Cependant, Grossen et Trognon (2002 :148) expliquent que la conversation ordinaire, “prototype de la conversation symétrique”, n’est en fait qu’une forme idéalisée de la conversation et que la plupart des conversations découvrent des asymétries à différents niveaux (participation de chacun, gestion du discours, intérêts…).
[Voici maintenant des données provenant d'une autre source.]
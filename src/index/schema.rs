use serde_json::{json, Value};

/// The fixed field mapping every daily log index is created with.
pub fn log_index_mapping() -> Value {
    json!({
        "mappings": {
            "properties": {
                "id": {"type": "text"},
                "BilledDuration": {"type": "float"},
                "CollectionName": {"type": "text"},
                "Duration": {"type": "float"},
                "ItemCount": {"type": "integer"},
                "ItemLinks": {"type": "text"},
                "MaxMemoryUsed": {"type": "float"},
                "MemorySize": {"type": "float"},
                "LogType": {"type": "text"},
                "RequestId": {"type": "text"},
                "timestamp": {
                    "type": "date",
                    "format": "epoch_millis"
                }
            }
        }
    })
}
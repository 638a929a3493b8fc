use crate::config::parse::load_config;
use crate::index::http::HttpIndexStore;
use crate::pipeline::Pipeline;
use std::io::Read;
use std::path::PathBuf;
use std::sync::Arc;
use thiserror::Error;
use tracing::info;

#[derive(Debug, Error)]
pub enum ProcessError {
    #[error("config error: {0}")]
    Config(#[from] crate::config::parse::ConfigError),

    #[error("store error: {0}")]
    Store(#[from] crate::index::traits::StoreError),

    #[error("pipeline error: {0}")]
    Pipeline(#[from] crate::pipeline::PipelineError),

    #[error("failed to read payload: {0}")]
    Io(#[from] std::io::Error),
}

/// Feed one encoded batch envelope through the pipeline.
///
/// Reads the payload from `input`, or stdin when no file is given.
pub async fn process(
    config_path: Option<PathBuf>,
    input: Option<PathBuf>,
) -> Result<(), Box<dyn std::error::Error>> {
    let config_path = match config_path {
        Some(path) => path,
        None => {
            eprintln!("Error: config not found");
            eprintln!("Searched locations:");
            eprintln!("  ~/.config/staclog/config.yml");
            eprintln!("  /etc/staclog/config.yml");
            eprintln!("\nUse --config <path> to specify a config file, or run 'staclog config init' to generate one.");
            std::process::exit(1);
        }
    };

    run_batch(&config_path, input).await.map_err(|e| e.into())
}

async fn run_batch(config_path: &PathBuf, input: Option<PathBuf>) -> Result<(), ProcessError> {
    info!(config_path = %config_path.display(), "Loading configuration");
    let config = load_config(config_path)?;

    let payload = read_payload(input)?;

    info!(endpoint = %config.index.endpoint, "Connecting to index service");
    let store = Arc::new(HttpIndexStore::new(&config.index)?);

    let pipeline = Pipeline::new(store, &config);
    let summary = pipeline.process(&payload).await?;

    info!(
        index = %summary.index,
        events = summary.events,
        documents = summary.documents,
        created = summary.created,
        merged = summary.merged,
        replaced = summary.replaced,
        skipped = summary.skipped,
        "Batch processed"
    );

    Ok(())
}

fn read_payload(input: Option<PathBuf>) -> Result<String, std::io::Error> {
    match input {
        Some(path) => std::fs::read_to_string(path),
        None => {
            let mut payload = String::new();
            std::io::stdin().read_to_string(&mut payload)?;
            Ok(payload)
        }
    }
}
Concernant maintenant le statut de l’interlocuteur qui a réalisé les entretiens, il n’est ni médecin ni psychologue en fonction, il est présenté comme un chercheur en psychologie qui s’intéresse, de façon générale, à la manière dont les patients vivent leur prise en charge institutionnelle et dont ils s’occupent. Ce sont les médecins responsables des différents services qui ont sollicité les patients à venir nous rencontrer si ces derniers étaient intéressés et l’ensemble des entretiens s’est déroulé dans des structures hospitalières spécialisées (bureau médical ou salle d’ergothérapie de l’hôpital). Et il ne fait aucun doute que le dispositif contextuel dans lequel l’entretien est réalisé est dépendant de l’environnement matériel et social (Blanchet & Nathan, 1991 ; Grossen &

Trognon, 2002). Cela présuppose alors de déterminer la place de l’intervenant et le dispositif qui lui est indissociablement lié (Blanchet, 1997 ; Masse, 1999). Ainsi, bien que l’interlocuteur n’exerçait aucune fonction et que le but n’etait autre que d’échanger, il est intéressant de noter que, dans ces corpus conversationnels, on retrouve parfois de nombreux indices invitant à penser que le patient assume un rôle « de

patient », comme s’il se trouvait dans une situation institutionnelle l’opposant à un représentant du personnel médical ou thérapeutique.

C’est en ce sens que ces entretiens s’apparentent à de l’entretien clinique.